Data parallelization in complex event processing without a dedicated splitter

Abstract

With the popularity of Internet of Things(IoT), Complex Event Processing (or CEP) shows its power in detecting specified patterns from input event stream. There are existing parallel CEP architectures to improve the capacity of CEP system. The major data parallel CEP architecture is the Split-Process-Merge architecture, which is able to provide unbounded parallelism degree. However, it has limitation when the splitting decision becomes computational heavy, which leads the splitter becoming a bottleneck. E.g. splitting decision depends on comparing two images to check if they contain the same object such as a person. The result is that the single splitter, instead of operator instances, is doing the computational expensive job. To help analyze the cause of "heavy" splitting decision, this thesis proposes an Extended SNOOP query language, which combines features from both SNOOP and TESLA, two of the leading event specification languages.

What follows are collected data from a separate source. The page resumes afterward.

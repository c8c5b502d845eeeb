//! Common test utilities and fixtures

#![allow(dead_code)]

use chrono::{DateTime, FixedOffset, TimeZone, Utc};
use mail_triage_ml::config::{BoostingConfig, ForestConfig};
use mail_triage_ml::synthetic::SyntheticEmail;
use mail_triage_ml::{
    FeatureExtractor, Headers, ModelConfig, RawMessage, SenderStatsMap, SyntheticEmailGenerator,
};
use ndarray::Array2;

/// Fixed "now" so generated timestamps are reproducible
pub fn anchor_time() -> DateTime<Utc> {
    Utc.with_ymd_and_hms(2025, 11, 5, 12, 0, 0).unwrap()
}

/// Create a test message with default values
pub fn create_test_message(id: &str, sender: &str, subject: &str) -> RawMessage {
    RawMessage {
        id: id.to_string(),
        sender: sender.to_string(),
        recipients: vec!["me@example.com".to_string()],
        subject: subject.to_string(),
        body_text: "Hi, can we talk about the report tomorrow?".to_string(),
        body_html: None,
        headers: [("From", sender), ("Subject", subject)]
            .into_iter()
            .collect::<Headers>(),
        received_at: DateTime::<FixedOffset>::parse_from_rfc3339("2025-03-04T10:30:00+00:00")
            .unwrap(),
        labels: Some(vec!["INBOX".to_string()]),
        thread_id: Some(format!("thread_{}", id)),
    }
}

/// Create a bulk marketing message with unsubscribe headers and links
pub fn create_newsletter_message(id: &str, sender: &str) -> RawMessage {
    let mut message = create_test_message(id, sender, "WEEKLY DEALS - 50% OFF!!!");
    message.headers.insert("List-Unsubscribe", "<mailto:unsub@example.com>");
    message.headers.insert("Precedence", "bulk");
    message.headers.insert("X-Mailer", "MailChimp");
    message.body_text =
        "Shop now: https://bit.ly/abc\nUnsubscribe: https://example.com/unsubscribe".to_string();
    message.body_html = Some(
        "<html><body><table><tr><td>Sale</td></tr></table>\
         <img src=\"https://t.example.com/p.gif\" width=\"1\" height=\"1\"></body></html>"
            .to_string(),
    );
    message.received_at =
        DateTime::<FixedOffset>::parse_from_rfc3339("2025-03-08T22:00:00+00:00").unwrap();
    message.thread_id = None;
    message
}

/// Classifier settings small enough for fast tests
pub fn small_model_config() -> ModelConfig {
    ModelConfig {
        forest: ForestConfig {
            n_estimators: 40,
            max_depth: 10,
            min_samples_split: 4,
            balanced_class_weight: true,
        },
        boosting: BoostingConfig {
            n_estimators: 30,
            learning_rate: 0.2,
            max_depth: 3,
        },
        ..ModelConfig::default()
    }
}

/// Stack extracted feature arrays into one matrix
pub fn feature_matrix(emails: &[SyntheticEmail]) -> Array2<f64> {
    let extractor = FeatureExtractor::default();
    let stats = SenderStatsMap::new();
    let values: Vec<f64> = emails
        .iter()
        .flat_map(|e| extractor.extract(&e.message, &stats).to_array().to_vec())
        .collect();
    Array2::from_shape_vec((emails.len(), extractor.feature_count()), values).unwrap()
}

/// Seeded bot/human dataset as a feature matrix
pub fn synthetic_origin_dataset(
    n: usize,
    seed: u64,
) -> (Vec<SyntheticEmail>, Array2<f64>, Vec<String>) {
    let mut generator = SyntheticEmailGenerator::new(Some(seed)).with_anchor(anchor_time());
    let (emails, labels) = generator.generate_dataset(n, 0.7);
    let x = feature_matrix(&emails);
    (emails, x, labels)
}

/// Seeded priority-labelled dataset as a feature matrix
pub fn synthetic_priority_dataset(
    n: usize,
    seed: u64,
) -> (Vec<SyntheticEmail>, Array2<f64>, Vec<String>) {
    let mut generator = SyntheticEmailGenerator::new(Some(seed)).with_anchor(anchor_time());
    let (emails, labels) = generator.generate_priority_dataset(n);
    let x = feature_matrix(&emails);
    (emails, x, labels)
}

Then this thesis derives an architecture, which avoids the splitting decision, from Split-Process-Merge architecture. The Split-Process-Merge architecture splits the input event stream into sub-streams and each operator instance handles one or more sub-streams. Instead, the new architecture creates Tasks by combining every incoming event to all existing Partial Matches, and operator instances process the Tasks. The Task Creation Algorithm is content independent. It won’t check the content, like the image data, in events. Therefore, the computational heavy splitting decision is avoided. Together with this thesis, an example implementation of new architecture for a specific query is given. The Evaluation results of implementation show the new architecture obtains a good scalability as number of CPU cores increasing and as the cost of operation increasing.